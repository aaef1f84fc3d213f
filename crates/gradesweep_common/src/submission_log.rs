//! Submission log - bounded audit trail of recent answers.
//!
//! One row per question, keyed by identifier: a newer row for the same
//! question replaces the older one. Capacity equals the question count;
//! beyond it the least recently written question drops out.
//!
//! File: <state_dir>/questions_log.jsonl, oldest row first.

use crate::identifier::QuestionId;
use crate::state_files::atomic_write;
use chrono::{DateTime, Utc};
use lru::LruCache;
use serde::{Deserialize, Serialize};
use std::fs;
use std::num::NonZeroUsize;
use std::path::Path;
use tracing::warn;

/// Single log row
#[derive(Debug, Clone, PartialEq, Serialize, Deserialize)]
pub struct LogRow {
    pub round: u64,
    pub question: QuestionId,
    /// "question | opt1|opt2|..." as rendered on screen
    pub snapshot: String,
    pub chosen: u8,
    /// Aggregate score, None when undetermined
    pub score: Option<u32>,
    pub recorded_at: DateTime<Utc>,
}

impl LogRow {
    pub fn new(round: u64, question: QuestionId, snapshot: String, chosen: u8, score: Option<u32>) -> Self {
        Self {
            round,
            question,
            snapshot,
            chosen,
            score,
            recorded_at: Utc::now(),
        }
    }
}

/// Capacity-bounded submission log
pub struct SubmissionLog {
    rows: LruCache<QuestionId, LogRow>,
}

fn non_zero(capacity: usize) -> NonZeroUsize {
    NonZeroUsize::new(capacity).unwrap_or(NonZeroUsize::MIN)
}

impl SubmissionLog {
    pub fn new(capacity: usize) -> Self {
        Self {
            rows: LruCache::new(non_zero(capacity)),
        }
    }

    pub fn len(&self) -> usize {
        self.rows.len()
    }

    pub fn is_empty(&self) -> bool {
        self.rows.is_empty()
    }

    pub fn capacity(&self) -> usize {
        self.rows.cap().get()
    }

    pub fn set_capacity(&mut self, capacity: usize) {
        self.rows.resize(non_zero(capacity));
    }

    /// Write a row, replacing any row for the same question.
    /// Returns the question evicted to make room, if any.
    pub fn record(&mut self, row: LogRow) -> Option<QuestionId> {
        let key = row.question.clone();
        match self.rows.push(key.clone(), row) {
            Some((evicted, _)) if evicted != key => Some(evicted),
            _ => None,
        }
    }

    pub fn get(&self, question: &QuestionId) -> Option<&LogRow> {
        self.rows.peek(question)
    }

    /// Rows from oldest to newest
    pub fn rows(&self) -> Vec<&LogRow> {
        let mut rows: Vec<&LogRow> = self.rows.iter().map(|(_, row)| row).collect();
        rows.reverse();
        rows
    }

    /// Load from JSONL, skipping malformed lines
    pub fn load(path: &Path, capacity: usize) -> Self {
        let mut log = Self::new(capacity);
        let content = match fs::read_to_string(path) {
            Ok(c) => c,
            Err(e) => {
                if path.exists() {
                    warn!("Cannot read submission log {}: {}, starting fresh", path.display(), e);
                }
                return log;
            }
        };

        let mut skipped = 0usize;
        for line in content.lines() {
            if line.trim().is_empty() {
                continue;
            }
            match serde_json::from_str::<LogRow>(line) {
                Ok(row) => {
                    log.record(row);
                }
                Err(_) => skipped += 1,
            }
        }
        if skipped > 0 {
            warn!("Skipped {} malformed submission log lines", skipped);
        }
        log
    }

    /// Rewrite the whole file atomically
    pub fn save(&self, path: &Path) -> std::io::Result<()> {
        let mut out = String::new();
        for row in self.rows() {
            out.push_str(&serde_json::to_string(row)?);
            out.push('\n');
        }
        atomic_write(path, out.as_bytes())
    }
}
//! Command implementations for gradesweepctl

use anyhow::{bail, Context, Result};
use chrono::Local;
use gradesweep_common::report::{self, QuestionSummary};
use gradesweep_common::state_files::{safe_delete, StatePaths};
use gradesweep_common::store::QuestionStore;
use gradesweep_common::submission_log::SubmissionLog;
use gradesweep_common::{Config, RunState, StrategyKind};
use owo_colors::OwoColorize;

const LOG_READ_CAPACITY: usize = 4096;

fn paths(config: &Config) -> StatePaths {
    StatePaths::new(&config.storage.state_dir)
}

fn load_store(paths: &StatePaths) -> QuestionStore {
    QuestionStore::load(&paths.memory(), usize::MAX)
}

pub fn status(config: &Config, json: bool) -> Result<()> {
    let paths = paths(config);
    let state = RunState::load(&paths.run_state());
    let store = load_store(&paths);
    let log = SubmissionLog::load(&paths.log(), LOG_READ_CAPACITY);

    if json {
        let value = serde_json::json!({
            "state_dir": config.storage.state_dir,
            "configured_strategy": config.search.strategy,
            "run_state": state,
            "remembered_questions": store.len(),
            "log_rows": log.len(),
            "daemon_lock": paths.lock().exists(),
        });
        println!("{}", serde_json::to_string_pretty(&value)?);
        return Ok(());
    }

    println!("{}", "gradesweep status".bold());
    println!("  State dir:    {}", config.storage.state_dir.display());
    println!("  Round:        {}", state.round);
    println!("  Strategy:     {}", state.strategy);
    if state.strategy != config.search.strategy {
        println!(
            "  {}",
            format!("(config selects {}; applied on next daemon start)", config.search.strategy).yellow()
        );
    }

    match state.strategy {
        StrategyKind::RotationSweep => {
            println!("  Active:       Q{}", state.active_index + 1);
        }
        StrategyKind::CoordinateAscent => {
            if let Some(cursor) = &state.ascent {
                println!("  Passes:       {}", cursor.passes);
                println!(
                    "  Baseline:     {}",
                    cursor.baseline.map_or("-".to_string(), |b| b.to_string())
                );
                println!(
                    "  Best seen:    {}",
                    cursor.best_seen.map_or("-".to_string(), |b| b.to_string())
                );
            }
        }
    }

    println!("  Memory:       {} questions", store.len());
    println!("  Log rows:     {}", log.len());
    if let Some(at) = state.updated_at {
        println!("  Updated:      {}", at.with_timezone(&Local).format("%Y-%m-%d %H:%M:%S"));
    }

    match &state.solved {
        Some(answers) => println!("  {} {:?}", "[SOLVED]".bright_green(), answers),
        None => println!("  {}", "[SEARCHING]".yellow()),
    }
    if paths.lock().exists() {
        println!("  Daemon lock:  {}", "present".cyan());
    }
    Ok(())
}

fn render_summary(summary: &QuestionSummary) {
    let best = match (summary.best_option, summary.best_score, summary.prior_option) {
        (Some(option), Some(score), _) => format!("{} (mean {:.2})", option, score).bright_green().to_string(),
        (_, _, Some(prior)) => format!("{} (prior)", prior).yellow().to_string(),
        _ => "unknown".dimmed().to_string(),
    };
    println!("{}  {}", summary.id.short().cyan(), summary.preview);
    println!("    best: {}  current: {}", best, summary.current_option);

    for line in &summary.options {
        let mean = line
            .mean
            .map_or("-".to_string(), |m| format!("{:.2}", m));
        println!(
            "    option {}: mean {:>6}  scored {}/{}",
            line.option, mean, line.scored, line.total
        );
    }
}

pub fn best(config: &Config, json: bool) -> Result<()> {
    let store = load_store(&paths(config));
    let summaries = report::summarize(&store, None);

    if json {
        println!("{}", serde_json::to_string_pretty(&summaries)?);
        return Ok(());
    }
    if summaries.is_empty() {
        println!("No questions remembered yet");
        return Ok(());
    }
    for summary in &summaries {
        render_summary(summary);
    }
    Ok(())
}

pub fn log(config: &Config, limit: Option<usize>) -> Result<()> {
    let log = SubmissionLog::load(&paths(config).log(), LOG_READ_CAPACITY);
    let rows = log.rows();
    let skip = limit.map_or(0, |n| rows.len().saturating_sub(n));

    for row in rows.iter().skip(skip) {
        let score = match row.score {
            Some(score) => score.to_string(),
            None => "?".yellow().to_string(),
        };
        println!(
            "{}  round {:>5}  {}  chose {}  score {}  {}",
            row.recorded_at.with_timezone(&Local).format("%m-%d %H:%M:%S").dimmed(),
            row.round,
            row.question.short().cyan(),
            row.chosen,
            score,
            row.snapshot
        );
    }
    Ok(())
}

pub fn reset(config: &Config, yes: bool) -> Result<()> {
    let paths = paths(config);
    if !yes {
        bail!("Refusing to delete search state without --yes");
    }
    if paths.lock().exists() {
        bail!(
            "gradesweepd appears to be running ({} exists); stop it first",
            paths.lock().display()
        );
    }

    for path in [paths.memory(), paths.run_state(), paths.log()] {
        safe_delete(&path).with_context(|| format!("Failed to delete {}", path.display()))?;
    }
    println!("{} search state cleared in {}", "[OK]".bright_green(), config.storage.state_dir.display());
    Ok(())
}

pub fn show_config(config: &Config) -> Result<()> {
    print!("{}", config.to_toml()?);
    Ok(())
}

#[cfg(test)]
mod tests {
    use super::*;
    use std::fs;
    use tempfile::TempDir;

    fn config_in(dir: &TempDir) -> Config {
        let mut config = Config::default();
        config.storage.state_dir = dir.path().to_path_buf();
        config
    }

    #[test]
    fn test_reset_requires_confirmation() {
        let dir = TempDir::new().unwrap();
        let config = config_in(&dir);
        let paths = paths(&config);
        fs::write(paths.run_state(), "{}").unwrap();

        assert!(reset(&config, false).is_err());
        assert!(paths.run_state().exists());

        reset(&config, true).unwrap();
        assert!(!paths.run_state().exists());
    }

    #[test]
    fn test_reset_refuses_while_locked() {
        let dir = TempDir::new().unwrap();
        let config = config_in(&dir);
        let paths = paths(&config);
        fs::write(paths.memory(), "{}").unwrap();
        fs::write(paths.lock(), r#"{"pid":1,"acquired_at":0}"#).unwrap();

        assert!(reset(&config, true).is_err());
        assert!(paths.memory().exists());
    }

    #[test]
    fn test_reads_on_empty_dir() {
        let dir = TempDir::new().unwrap();
        let config = config_in(&dir);
        assert!(status(&config, true).is_ok());
        assert!(best(&config, false).is_ok());
        assert!(log(&config, Some(5)).is_ok());
    }
}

◆ **Activity**
Each line in the data where the string "assert" occurs should be identified and copied.

◆ **Written response**
        assert!(reset(&config, false).is_err());
        assert!(paths.run_state().exists());
        assert!(!paths.run_state().exists());
        assert!(reset(&config, true).is_err());
        assert!(paths.memory().exists());
        assert!(status(&config, true).is_ok());
        assert!(best(&config, false).is_ok());
        assert!(log(&config, Some(5)).is_ok());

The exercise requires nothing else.